A class of trace event print formats that use the pattern "%p.." was not being covered by the verifier’s checks. When an event’s format contains "%p.." the verifier previously ignored it (or treated it in a way that didn’t trigger the requisite pointer‑liveness checks), leaving the door open for an event to reference memory that:

• was allocated when the event fired, but
• was freed before the reader consumed the event.

If that sequence occurs, the kernel can attempt to read freed memory while processing the trace output — a classic use‑after‑free condition that in kernel space manifests as oopses, panics, or other undefined behaviour. The fix extends the verifier to recognize and correctly validate the "%p.." case (and also adds examples for related formats such as "%pbl").
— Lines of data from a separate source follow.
//! Build records.

use chrono::{DateTime, Utc};
use serde::{Deserialize, Serialize};

use crate::label::BuildLabel;
use crate::revision::Revision;

/// Status of a build attempt.
#[derive(Debug, Clone, Copy, PartialEq, Eq, Serialize, Deserialize)]
#[serde(rename_all = "lowercase")]
pub enum BuildStatus {
    /// The build command is executing.
    Running,
    /// The build command exited zero.
    Success,
    /// The build command ran and exited non-zero.
    Failure,
    /// The build command could not be run at all.
    Error,
}

impl BuildStatus {
    pub fn is_terminal(&self) -> bool {
        !matches!(self, BuildStatus::Running)
    }

    pub fn is_success(&self) -> bool {
        matches!(self, BuildStatus::Success)
    }
}

impl std::fmt::Display for BuildStatus {
    fn fmt(&self, f: &mut std::fmt::Formatter<'_>) -> std::fmt::Result {
        match self {
            BuildStatus::Running => write!(f, "running"),
            BuildStatus::Success => write!(f, "success"),
            BuildStatus::Failure => write!(f, "failure"),
            BuildStatus::Error => write!(f, "error"),
        }
    }
}

/// Whether a parsed entry was an unexpected error or an assertion failure.
#[derive(Debug, Clone, Copy, PartialEq, Eq, Serialize, Deserialize)]
#[serde(rename_all = "lowercase")]
pub enum TestErrorKind {
    Error,
    Failure,
}

impl std::fmt::Display for TestErrorKind {
    fn fmt(&self, f: &mut std::fmt::Formatter<'_>) -> std::fmt::Result {
        match self {
            TestErrorKind::Error => write!(f, "Error"),
            TestErrorKind::Failure => write!(f, "Failure"),
        }
    }
}

/// One failed test extracted from build output.
#[derive(Debug, Clone, PartialEq, Eq, Serialize, Deserialize)]
pub struct TestErrorEntry {
    pub kind: TestErrorKind,
    /// Test name or file/line locator.
    pub test_name: String,
    pub message: String,
    /// Stack trace or other free-form detail.
    pub stacktrace: String,
}

/// One attempt to build a project at a specific revision.
#[derive(Debug, Clone, Serialize, Deserialize)]
pub struct Build {
    pub label: BuildLabel,
    pub revision: Revision,
    pub status: BuildStatus,
    pub start_time: DateTime<Utc>,
    pub end_time: Option<DateTime<Utc>>,
    /// Combined stdout and stderr of the build command.
    pub output: String,
    pub errors: Vec<TestErrorEntry>,
}

impl Build {
    /// Start a new build record in the `Running` state.
    pub fn start(label: BuildLabel, revision: Revision) -> Self {
        Self {
            label,
            revision,
            status: BuildStatus::Running,
            start_time: Utc::now(),
            end_time: None,
            output: String::new(),
            errors: Vec::new(),
        }
    }

    /// Move a running build into its terminal state. A build finishes exactly
    /// once; finishing an already terminal build is a no-op.
    pub fn finish(&mut self, status: BuildStatus, output: String, errors: Vec<TestErrorEntry>) {
        if self.status.is_terminal() || !status.is_terminal() {
            return;
        }
        self.status = status;
        self.output = output;
        self.errors = errors;
        self.end_time = Some(Utc::now());
    }

    pub fn is_complete(&self) -> bool {
        self.status.is_terminal()
    }

    /// Wall-clock duration, once finished.
    pub fn elapsed(&self) -> Option<chrono::Duration> {
        self.end_time.map(|end| end - self.start_time)
    }
}
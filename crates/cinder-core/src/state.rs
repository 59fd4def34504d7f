//! Project builder states.

use serde::{Deserialize, Serialize};

/// Where a project is in its poll cycle.
#[derive(Debug, Clone, Copy, Default, PartialEq, Eq, Serialize, Deserialize)]
#[serde(rename_all = "lowercase")]
pub enum ProjectState {
    /// Waiting for the next poll.
    #[default]
    Idle,
    /// Asking source control for new revisions.
    Checking,
    /// Running the build command.
    Building,
    /// Recording the build result.
    Publishing,
}

impl ProjectState {
    /// Whether moving from `self` to `next` is a legal transition.
    pub fn can_transition_to(&self, next: ProjectState) -> bool {
        use ProjectState::*;
        matches!(
            (self, next),
            (Idle, Checking)
                | (Checking, Idle)
                | (Checking, Building)
                | (Building, Publishing)
                | (Publishing, Idle)
        )
    }
}

impl std::fmt::Display for ProjectState {
    fn fmt(&self, f: &mut std::fmt::Formatter<'_>) -> std::fmt::Result {
        match self {
            ProjectState::Idle => write!(f, "idle"),
            ProjectState::Checking => write!(f, "checking"),
            ProjectState::Building => write!(f, "building"),
            ProjectState::Publishing => write!(f, "publishing"),
        }
    }
}

impl std::str::FromStr for ProjectState {
    type Err = String;

    fn from_str(s: &str) -> Result<Self, Self::Err> {
        match s.trim() {
            "idle" => Ok(ProjectState::Idle),
            "checking" => Ok(ProjectState::Checking),
            "building" => Ok(ProjectState::Building),
            "publishing" => Ok(ProjectState::Publishing),
            _ => Err(format!("Unknown project state: {}", s)),
        }
    }
}
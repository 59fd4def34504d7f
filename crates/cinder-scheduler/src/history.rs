//! Append-only build history.
//!
//! Each finished build is one JSON line in `<project>/history.jsonl`. Loading
//! replays the file in order; lines that do not parse are skipped.

use cinder_core::Build;
use std::io::{Read, Seek, SeekFrom, Write};
use std::path::{Path, PathBuf};
use tracing::warn;

use crate::error::{ProjectError, Result};

pub const HISTORY_FILE: &str = "history.jsonl";

#[derive(Debug)]
pub struct BuildHistory {
    path: PathBuf,
    builds: Vec<Build>,
}

impl BuildHistory {
    /// An empty history stored in `project_dir`.
    pub fn empty(project_dir: &Path) -> Self {
        Self {
            path: project_dir.join(HISTORY_FILE),
            builds: Vec::new(),
        }
    }

    /// Replay the history file of `project_dir`. A missing file is an empty
    /// history.
    pub fn load(project_dir: &Path) -> Result<Self> {
        let path = project_dir.join(HISTORY_FILE);
        let content = match std::fs::read_to_string(&path) {
            Ok(content) => content,
            Err(e) if e.kind() == std::io::ErrorKind::NotFound => String::new(),
            Err(e) => return Err(ProjectError::io(&path, e)),
        };

        let mut builds = Vec::new();
        for (idx, line) in content.lines().enumerate() {
            if line.trim().is_empty() {
                continue;
            }
            match serde_json::from_str::<Build>(line) {
                Ok(build) => builds.push(build),
                Err(e) => {
                    warn!(path = %path.display(), line = idx + 1, error = %e, "Skipping corrupt build record");
                }
            }
        }

        Ok(Self { path, builds })
    }

    /// Record a finished build. Running builds are never written.
    pub fn append(&mut self, build: Build) -> Result<()> {
        if !build.is_complete() {
            return Err(cinder_core::Error::InvalidInput(format!(
                "build {} is still running",
                build.label
            ))
            .into());
        }

        let record = serde_json::to_string(&build).map_err(|e| ProjectError::History {
            path: self.path.clone(),
            source: e,
        })?;

        let mut file = std::fs::OpenOptions::new()
            .create(true)
            .read(true)
            .append(true)
            .open(&self.path)
            .map_err(|e| ProjectError::io(&self.path, e))?;

        // A torn last line from an interrupted write must not swallow this record.
        let mut line = String::with_capacity(record.len() + 2);
        if !ends_with_newline(&mut file).map_err(|e| ProjectError::io(&self.path, e))? {
            warn!(path = %self.path.display(), "Terminating partial build record");
            line.push('\n');
        }
        line.push_str(&record);
        line.push('\n');

        file.write_all(line.as_bytes())
            .and_then(|_| file.sync_data())
            .map_err(|e| ProjectError::io(&self.path, e))?;

        self.builds.push(build);
        Ok(())
    }

    /// All recorded builds, oldest first.
    pub fn builds(&self) -> &[Build] {
        &self.builds
    }

    /// The most recent build that reached a terminal status.
    pub fn last_complete(&self) -> Option<&Build> {
        self.builds.iter().rev().find(|b| b.is_complete())
    }

    pub fn len(&self) -> usize {
        self.builds.len()
    }

    pub fn is_empty(&self) -> bool {
        self.builds.is_empty()
    }
}

// Empty files count as terminated.
fn ends_with_newline(file: &mut std::fs::File) -> std::io::Result<bool> {
    let len = file.metadata()?.len();
    if len == 0 {
        return Ok(true);
    }
    file.seek(SeekFrom::Start(len - 1))?;
    let mut last = [0u8; 1];
    file.read_exact(&mut last)?;
    Ok(last[0] == b'\n')
}

#[cfg(test)]
mod tests {
    use super::*;
    use chrono::Utc;
    use cinder_core::{BuildLabel, BuildStatus, Revision};

    fn finished(label: &str, status: BuildStatus) -> Build {
        let revision = Revision::new(label, "dev", Utc::now(), "msg");
        let mut build = Build::start(BuildLabel::from(label), revision);
        build.finish(status, format!("output of {label}"), vec![]);
        build
    }

    #[test]
    fn test_append_and_replay() {
        let dir = tempfile::tempdir().unwrap();
        let mut history = BuildHistory::load(dir.path()).unwrap();
        assert!(history.is_empty());

        history.append(finished("aaa", BuildStatus::Success)).unwrap();
        history.append(finished("bbb", BuildStatus::Failure)).unwrap();

        let replayed = BuildHistory::load(dir.path()).unwrap();
        let labels: Vec<&str> = replayed.builds().iter().map(|b| b.label.as_str()).collect();
        assert_eq!(labels, vec!["aaa", "bbb"]);
        assert_eq!(replayed.last_complete().unwrap().status, BuildStatus::Failure);
        assert_eq!(replayed.builds()[0].output, "output of aaa");
    }

    #[test]
    fn test_running_build_rejected() {
        let dir = tempfile::tempdir().unwrap();
        let mut history = BuildHistory::empty(dir.path());
        let running = Build::start(
            BuildLabel::from("ccc"),
            Revision::new("ccc", "dev", Utc::now(), ""),
        );
        assert!(history.append(running).is_err());
        assert!(history.is_empty());
        assert!(!dir.path().join(HISTORY_FILE).exists());
    }

    #[test]
    fn test_append_after_torn_record_keeps_new_build() {
        let dir = tempfile::tempdir().unwrap();
        let mut history = BuildHistory::empty(dir.path());
        history.append(finished("aaa", BuildStatus::Success)).unwrap();

        let mut file = std::fs::OpenOptions::new()
            .append(true)
            .open(dir.path().join(HISTORY_FILE))
            .unwrap();
        write!(file, "{{\"label\":\"half").unwrap();
        drop(file);

        history.append(finished("bbb", BuildStatus::Failure)).unwrap();

        let replayed = BuildHistory::load(dir.path()).unwrap();
        let labels: Vec<&str> = replayed.builds().iter().map(|b| b.label.as_str()).collect();
        assert_eq!(labels, vec!["aaa", "bbb"]);
    }

    #[test]
    fn test_corrupt_lines_are_skipped() {
        let dir = tempfile::tempdir().unwrap();
        let mut history = BuildHistory::empty(dir.path());
        history.append(finished("aaa", BuildStatus::Success)).unwrap();

        let mut file = std::fs::OpenOptions::new()
            .append(true)
            .open(dir.path().join(HISTORY_FILE))
            .unwrap();
        writeln!(file, "{{ this is not json").unwrap();
        drop(file);

        history.append(finished("bbb", BuildStatus::Error)).unwrap();

        let replayed = BuildHistory::load(dir.path()).unwrap();
        assert_eq!(replayed.len(), 2);
        assert_eq!(replayed.last_complete().unwrap().label.as_str(), "bbb");
    }
}
//! Long-running build server.

use anyhow::{Context, Result};
use cinder_config::ServerConfig;
use cinder_executor::LocalProcessRunner;
use cinder_scheduler::{ProjectEvent, ProjectRegistry, Scheduler};
use std::sync::Arc;
use tokio::sync::mpsc;
use tracing::{info, warn};

pub async fn run(config: ServerConfig) -> Result<()> {
    let mut registry = ProjectRegistry::from_config(&config, Arc::new(LocalProcessRunner::new()));
    registry
        .load_all()
        .await
        .with_context(|| format!("Failed to load projects from {}", config.builds_root.display()))?;

    if registry.is_empty() {
        warn!(root = %config.builds_root.display(), "No projects yet, watching for new ones");
    }

    let (tx, mut rx) = mpsc::channel(100);
    let handle = Scheduler::new(&config).with_events(tx).spawn(registry);

    // Notifiers hook in here.
    let notifier = tokio::spawn(async move {
        while let Some(event) = rx.recv().await {
            match event {
                ProjectEvent::BuildFinished { project, build } => {
                    info!(
                        project = %project,
                        label = %build.label,
                        status = %build.status,
                        errors = build.errors.len(),
                        "Build published"
                    );
                }
                ProjectEvent::PollFailed { project, message } => {
                    warn!(project = %project, error = %message, "Source control check failed");
                }
                ProjectEvent::BuildStarted { .. } | ProjectEvent::StateChanged { .. } => {}
            }
        }
    });

    info!(
        root = %config.builds_root.display(),
        poll_interval = ?config.poll_interval,
        "Cinder server running, press Ctrl-C to stop"
    );
    tokio::signal::ctrl_c()
        .await
        .context("Failed to listen for Ctrl-C")?;

    handle.shutdown().await;
    notifier.await.context("Event task failed")?;
    Ok(())
}
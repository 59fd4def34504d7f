//! A single project: its working copy, source control, history and builder
//! state machine.
//!
//! On disk a project is a directory under the builds root:
//!
//! ```text
//! <builds-root>/<name>/
//!     project.kdl          settings (marker file)
//!     work/                working copy
//!     history.jsonl        finished builds, one per line
//!     build-<label>.log    raw output of each build
//!     builder.state        current state, for out-of-process readers
//!     build_requested      present while a force build is pending
//! ```

use cinder_config::{PROJECT_FILE, ProjectSettings};
use cinder_core::runner::{BuildRunner, BuildSpec};
use cinder_core::{
    Build, BuildLabel, BuildStatus, ProjectState, Revision, SourceControl, log_parser,
};
use std::collections::HashMap;
use std::path::{Path, PathBuf};
use std::sync::Arc;
use std::time::Duration;
use tokio::sync::{mpsc, watch};
use tracing::{debug, error, info, warn};

use crate::error::{ProjectError, Result};
use crate::events::ProjectEvent;
use crate::history::BuildHistory;

/// Working copy directory inside a project.
pub const WORK_DIR: &str = "work";
/// Flag file whose presence requests a build on the next poll.
pub const FORCE_BUILD_FILE: &str = "build_requested";
/// File holding the current builder state.
pub const STATE_FILE: &str = "builder.state";

/// Read the builder state another process last recorded for a project.
pub fn read_state(project_dir: &Path) -> Option<ProjectState> {
    std::fs::read_to_string(project_dir.join(STATE_FILE))
        .ok()
        .and_then(|s| s.parse().ok())
}

/// Ask for a build of the project in `project_dir` on its next poll.
///
/// Creating the flag when it already exists changes nothing, so any number of
/// requests before the next poll yield one build.
pub fn request_force_build(project_dir: &Path) -> Result<()> {
    let flag = project_dir.join(FORCE_BUILD_FILE);
    std::fs::OpenOptions::new()
        .create(true)
        .truncate(false)
        .write(true)
        .open(&flag)
        .map_err(|e| ProjectError::io(&flag, e))?;
    Ok(())
}

pub(crate) fn validate_name(name: &str) -> Result<()> {
    let invalid = |reason: &str| ProjectError::InvalidName {
        name: name.to_string(),
        reason: reason.to_string(),
    };

    if name.is_empty() {
        return Err(invalid("must not be empty"));
    }
    if name == "." || name == ".." || name.starts_with('.') {
        return Err(invalid("must not start with '.'"));
    }
    if name.contains(['/', '\\']) || name.chars().any(char::is_control) {
        return Err(invalid("must be a single path component"));
    }
    Ok(())
}

pub struct Project {
    name: String,
    path: PathBuf,
    settings: ProjectSettings,
    source_control: Box<dyn SourceControl>,
    runner: Arc<dyn BuildRunner>,
    history: BuildHistory,
    state: ProjectState,
    current_build: Option<Build>,
    state_tx: watch::Sender<ProjectState>,
    events: Option<mpsc::Sender<ProjectEvent>>,
}

impl std::fmt::Debug for Project {
    fn fmt(&self, f: &mut std::fmt::Formatter<'_>) -> std::fmt::Result {
        f.debug_struct("Project")
            .field("name", &self.name)
            .field("path", &self.path)
            .field("source_control", &self.source_control.kind())
            .field("state", &self.state)
            .field("builds", &self.history.len())
            .finish()
    }
}

impl Project {
    /// A new, not yet registered project living at `path`. The directory name
    /// is the project name.
    pub fn new(
        path: impl Into<PathBuf>,
        settings: ProjectSettings,
        runner: Arc<dyn BuildRunner>,
    ) -> Result<Self> {
        let source_control = cinder_vcs::adapter_for(&settings.source_control);
        Self::with_source_control(path, settings, source_control, runner)
    }

    /// Like [`Project::new`] with an explicit source control adapter.
    pub fn with_source_control(
        path: impl Into<PathBuf>,
        settings: ProjectSettings,
        source_control: Box<dyn SourceControl>,
        runner: Arc<dyn BuildRunner>,
    ) -> Result<Self> {
        let path = path.into();
        let name = path
            .file_name()
            .map(|n| n.to_string_lossy().into_owned())
            .unwrap_or_default();
        validate_name(&name)?;

        let history = BuildHistory::empty(&path);
        let (state_tx, _) = watch::channel(ProjectState::Idle);

        Ok(Self {
            name,
            path,
            settings,
            source_control,
            runner,
            history,
            state: ProjectState::Idle,
            current_build: None,
            state_tx,
            events: None,
        })
    }

    /// Load the project persisted in `path`.
    ///
    /// A directory without `project.kdl` but with a recognisable working copy
    /// is adopted: its source control is detected once and written to
    /// `project.kdl` with default settings.
    pub async fn load_or_create(path: impl Into<PathBuf>, runner: Arc<dyn BuildRunner>) -> Result<Self> {
        let path = path.into();

        let settings = if path.join(PROJECT_FILE).is_file() {
            cinder_config::load_project(&path)?
        } else {
            let work = path.join(WORK_DIR);
            let detected = if work.is_dir() {
                cinder_vcs::detect(&work).await?
            } else {
                None
            };
            let Some(source_control) = detected else {
                return Err(ProjectError::NotAProject(path));
            };
            let settings = ProjectSettings::new(source_control);
            cinder_config::save_project(&path, &settings)?;
            info!(path = %path.display(), "Adopted existing working copy as a project");
            settings
        };

        let mut project = Self::new(path, settings, runner)?;
        project.history = BuildHistory::load(&project.path)?;
        debug!(project = %project.name, builds = project.history.len(), "Loaded project");
        Ok(project)
    }

    pub fn name(&self) -> &str {
        &self.name
    }

    pub fn path(&self) -> &Path {
        &self.path
    }

    pub fn work_dir(&self) -> PathBuf {
        self.path.join(WORK_DIR)
    }

    pub fn settings(&self) -> &ProjectSettings {
        &self.settings
    }

    pub fn source_control(&self) -> &dyn SourceControl {
        self.source_control.as_ref()
    }

    pub fn state(&self) -> ProjectState {
        self.state
    }

    /// Receive every state change of this project.
    pub fn subscribe_state(&self) -> watch::Receiver<ProjectState> {
        self.state_tx.subscribe()
    }

    /// Send this project's events to `tx`.
    pub fn set_event_sender(&mut self, tx: mpsc::Sender<ProjectEvent>) {
        self.events = Some(tx);
    }

    /// Finished builds, oldest first.
    pub fn build_history(&self) -> &[Build] {
        self.history.builds()
    }

    /// The most recent build with a terminal status.
    pub fn last_complete_build(&self) -> Option<&Build> {
        self.history.last_complete()
    }

    /// The build in progress, if any.
    pub fn current_build(&self) -> Option<&Build> {
        self.current_build.as_ref()
    }

    /// How often this project should be polled.
    pub fn poll_interval(&self, default: Duration) -> Duration {
        self.settings.poll_interval.unwrap_or(default)
    }

    /// Request a build on the next poll even if nothing changed.
    pub fn request_force_build(&self) -> Result<()> {
        request_force_build(&self.path)?;
        info!(project = %self.name, "Force build requested");
        Ok(())
    }

    pub fn force_build_requested(&self) -> bool {
        self.path.join(FORCE_BUILD_FILE).exists()
    }

    fn clear_force_build_request(&self) {
        let flag = self.path.join(FORCE_BUILD_FILE);
        if let Err(e) = std::fs::remove_file(&flag) {
            if e.kind() != std::io::ErrorKind::NotFound {
                warn!(project = %self.name, error = %e, "Failed to clear build request");
            }
        }
    }

    /// Run one poll cycle: check source control and build if there is a new
    /// revision or a pending force-build request.
    ///
    /// Returns the published build, `None` when there was nothing to do. A
    /// source control failure aborts the cycle without creating a build.
    pub async fn poll(&mut self) -> Result<Option<&Build>> {
        self.transition(ProjectState::Checking).await;

        let revision = match self.check_for_changes().await {
            Ok(Some(revision)) => revision,
            Ok(None) => {
                self.transition(ProjectState::Idle).await;
                return Ok(None);
            }
            Err(e) => {
                warn!(project = %self.name, error = %e, "Poll cycle aborted");
                self.emit(ProjectEvent::PollFailed {
                    project: self.name.clone(),
                    message: e.to_string(),
                })
                .await;
                self.transition(ProjectState::Idle).await;
                return Err(e);
            }
        };

        // Requests arriving from here on are kept for the next cycle.
        self.clear_force_build_request();
        self.transition(ProjectState::Building).await;
        let build = self.build(revision).await;

        self.transition(ProjectState::Publishing).await;
        let published = self.publish(build).await;
        self.transition(ProjectState::Idle).await;
        published?;

        Ok(self.history.builds().last())
    }

    async fn check_for_changes(&mut self) -> Result<Option<Revision>> {
        let forced = self.force_build_requested();
        let work = self.work_dir();
        let since = self.last_complete_build().map(|b| b.revision.clone());

        let mut reasons = Vec::new();
        let up_to_date = self
            .source_control
            .up_to_date(&work, since.as_ref(), &mut reasons)
            .await?;

        if let Some(revision) = reasons.pop() {
            return Ok(Some(revision));
        }
        if up_to_date && !forced {
            return Ok(None);
        }

        if forced {
            info!(project = %self.name, "Building on request");
            self.source_control.update(&work).await?;
        }
        let revision = self
            .source_control
            .latest_revision(&work, since.as_ref())
            .await?;
        Ok(Some(revision))
    }

    /// Run the build command against the updated working copy. Never fails:
    /// every outcome becomes a terminal build record.
    async fn build(&mut self, revision: Revision) -> Build {
        let label = BuildLabel::next(
            revision.short_id(),
            self.history.builds().iter().map(|b| &b.label),
        );
        let mut build = Build::start(label.clone(), revision.clone());
        self.current_build = Some(build.clone());

        info!(project = %self.name, label = %label, revision = %revision.number, "Build started");
        self.emit(ProjectEvent::BuildStarted {
            project: self.name.clone(),
            label: label.clone(),
            revision: revision.clone(),
        })
        .await;

        let mut env: HashMap<String, String> = HashMap::new();
        env.insert("CI".to_string(), "true".to_string());
        env.insert("CINDER_PROJECT".to_string(), self.name.clone());
        env.insert("CINDER_BUILD_LABEL".to_string(), label.to_string());
        env.insert("CINDER_BUILD_REVISION".to_string(), revision.number.clone());
        env.extend(self.settings.env.clone());

        let spec = BuildSpec {
            command: self.settings.build_command.clone(),
            working_dir: self.work_dir(),
            log_path: self.path.join(format!("build-{}.log", label)),
            env,
        };

        match self.runner.run(&spec).await {
            Ok(outcome) => {
                let status = if outcome.succeeded() {
                    BuildStatus::Success
                } else {
                    BuildStatus::Failure
                };
                let errors = log_parser::parse(&outcome.output);
                build.finish(status, outcome.output, errors);
            }
            Err(e) => {
                error!(project = %self.name, label = %label, error = %e, "Build runner failed");
                build.finish(BuildStatus::Error, e.to_string(), Vec::new());
            }
        }

        info!(
            project = %self.name,
            label = %label,
            status = %build.status,
            errors = build.errors.len(),
            "Build finished"
        );
        build
    }

    async fn publish(&mut self, build: Build) -> Result<()> {
        let appended = self.history.append(build.clone());
        self.current_build = None;
        appended?;

        self.emit(ProjectEvent::BuildFinished {
            project: self.name.clone(),
            build: Box::new(build),
        })
        .await;
        Ok(())
    }

    async fn transition(&mut self, next: ProjectState) {
        debug_assert!(
            self.state.can_transition_to(next),
            "illegal transition {} -> {}",
            self.state,
            next
        );
        debug!(project = %self.name, from = %self.state, to = %next, "State change");
        self.state = next;
        self.record_state();
        self.state_tx.send_replace(next);
        self.emit(ProjectEvent::StateChanged {
            project: self.name.clone(),
            state: next,
        })
        .await;
    }

    /// Persist the current state for out-of-process readers. Best effort.
    pub(crate) fn record_state(&self) {
        let path = self.path.join(STATE_FILE);
        if let Err(e) = std::fs::write(&path, self.state.to_string()) {
            debug!(project = %self.name, error = %e, "Could not record builder state");
        }
    }

    async fn emit(&self, event: ProjectEvent) {
        if let Some(tx) = &self.events {
            let _ = tx.send(event).await;
        }
    }
}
Why the risk is real even if not broadly exploitable​

Unlike some kernel CVEs that enable remote code execution, this defect’s realistic impact is primarily availability: a kernel crash or oops. However, a local attacker (or a container tenant, misconfigured service, or module author) who can register or trigger specially crafted trace events might cause repeated kernel instability or denial of service. The attack requires the ability to introduce or trigger events that use the vulnerable format and to arrange for the pointed‑to memory to be freed before the event reader gets to it — a nontrivial sequence but achievable in permissive or multi‑tenant setups. Distribution and vendor advisories therefore rate the issue as important and assign medium‑to‑high operational priority.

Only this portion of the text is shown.